Countries like Brazil, India, and Vietnam are rapidly expanding solar and wind power. Poorer countries like Ethiopia and Nepal are leapfrogging over gasoline-burning cars to battery-powered ones. Nigeria, a petrostate, plans to build its first solar-panel manufacturing plant. Morocco is creating a battery hub to supply European automakers. Santiago, the capital of Chile, has electrified more than half of its bus fleet in recent years.
Key to this shift is the world’s new renewable energy superpower: China.
Good. Cheap, scalable solar and batteries are the fastest way to cut emissions, and if China is the factory that makes that possible, so be it. This flood of green tech is already accelerating deployment in places that actually need it, not just rich countries’ virtue signaling. Climate wins matter more than keeping every old jobs program alive.
That said, this is not a fairy tale. Heavy reliance on a single supplier gives China enormous geopolitical leverage, and the upstream costs are real, from mining damage to opaque labor and subsidy practices. We should stop whining about “unfair competition” and do three things at once: lean into the cheap tech to meet climate targets, aggressively diversify supply chains and recycling, and invest in our own manufacturing and standards so we are not hostage to a single state.

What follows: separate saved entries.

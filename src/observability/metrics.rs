//! Metrics collection and exposition.
//!
//! # Metrics
//! - `payment_router_payments_total` (counter): terminal outcomes by status, kind
//! - `payment_router_payment_duration_seconds` (histogram): time to terminal outcome
//! - `payment_router_endpoint_probe_failures_total` (counter): failed probes by endpoint
//! - `payment_router_endpoint_rotations_total` (counter): nonce-conflict rotations
//! - `payment_router_delay_retries_total` (counter): delay-retries by error kind
//! - `payment_router_batch_size` (histogram): items per batch
//!
//! Without an installed recorder every call is a no-op, which keeps tests quiet.

use std::net::SocketAddr;
use std::time::Instant;

use metrics::{counter, histogram};
use metrics_exporter_prometheus::PrometheusBuilder;

/// Install the Prometheus recorder and its scrape listener.
pub fn init_metrics(addr: SocketAddr) {
    match PrometheusBuilder::new().with_http_listener(addr).install() {
        Ok(()) => tracing::info!(address = %addr, "Metrics exporter listening"),
        Err(e) => tracing::error!(address = %addr, error = %e, "Failed to install metrics exporter"),
    }
}

/// Record a terminal payment outcome.
pub fn record_payment(status: &'static str, kind: &'static str, started: Instant) {
    counter!("payment_router_payments_total", "status" => status, "kind" => kind).increment(1);
    histogram!("payment_router_payment_duration_seconds").record(started.elapsed().as_secs_f64());
}

/// Record a failed liveness probe.
pub fn record_probe_failure(endpoint: &str) {
    counter!("payment_router_endpoint_probe_failures_total", "endpoint" => endpoint.to_string())
        .increment(1);
}

/// Record an endpoint rotation caused by a nonce conflict.
pub fn record_rotation() {
    counter!("payment_router_endpoint_rotations_total").increment(1);
}

/// Record a delay-retry after a failed attempt.
pub fn record_delay_retry(kind: &'static str) {
    counter!("payment_router_delay_retries_total", "kind" => kind).increment(1);
}

/// Record the size of a dispatched batch.
pub fn record_batch(size: usize) {
    histogram!("payment_router_batch_size").record(size as f64);
}
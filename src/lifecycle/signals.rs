//! OS signal handling.
//!
//! SIGINT (Ctrl+C) and, on Unix, SIGTERM both trigger graceful shutdown.

use crate::lifecycle::shutdown::Shutdown;

/// Resolve when the process is asked to stop.
pub async fn wait_for_signal() {
    let ctrl_c = async {
        if let Err(e) = tokio::signal::ctrl_c().await {
            tracing::error!(error = %e, "Failed to listen for Ctrl+C");
            std::future::pending::<()>().await;
        }
    };

    #[cfg(unix)]
    let terminate = async {
        use tokio::signal::unix::{signal, SignalKind};
        match signal(SignalKind::terminate()) {
            Ok(mut sig) => {
                sig.recv().await;
            }
            Err(e) => {
                tracing::error!(error = %e, "Failed to listen for SIGTERM");
                std::future::pending::<()>().await;
            }
        }
    };

    #[cfg(not(unix))]
    let terminate = std::future::pending::<()>();

    tokio::select! {
        _ = ctrl_c => tracing::info!("SIGINT received"),
        _ = terminate => tracing::info!("SIGTERM received"),
    }
}

/// Spawn a task that triggers `shutdown` on the first stop signal.
pub fn spawn_signal_handler(shutdown: Shutdown) -> tokio::task::JoinHandle<()> {
    tokio::spawn(async move {
        wait_for_signal().await;
        tracing::info!("Shutdown signal received, draining");
        shutdown.trigger();
    })
}
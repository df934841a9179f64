//! Observability subsystem.
//!
//! # Data Flow
//! ```text
//! All subsystems produce:
//!     → logging.rs (structured log events via `tracing`)
//!     → metrics.rs (counters and histograms via `metrics`)
//!
//! Consumers:
//!     → Log aggregation (stdout)
//!     → Metrics endpoint (Prometheus scrape)
//! ```
//!
//! # Design Decisions
//! - Structured fields (endpoint, attempt, tx_hash) on every retry-loop event
//! - Metrics are cheap (atomic increments) and optional

pub mod logging;
pub mod metrics;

In short, celebrate the rollout, but don’t be naive. Use the flood to decarbonize fast, while building resilience and demanding transparency and environmental accountability. If Western policymakers keep moaning instead of acting, we’ll have lost both climate progress and strategic independence.
SeductiveTortoise@piefed.social 2 weeks ago
I’m so glad we slept on this and let almost all of our renewable industry go bankrupt. That will really pay off.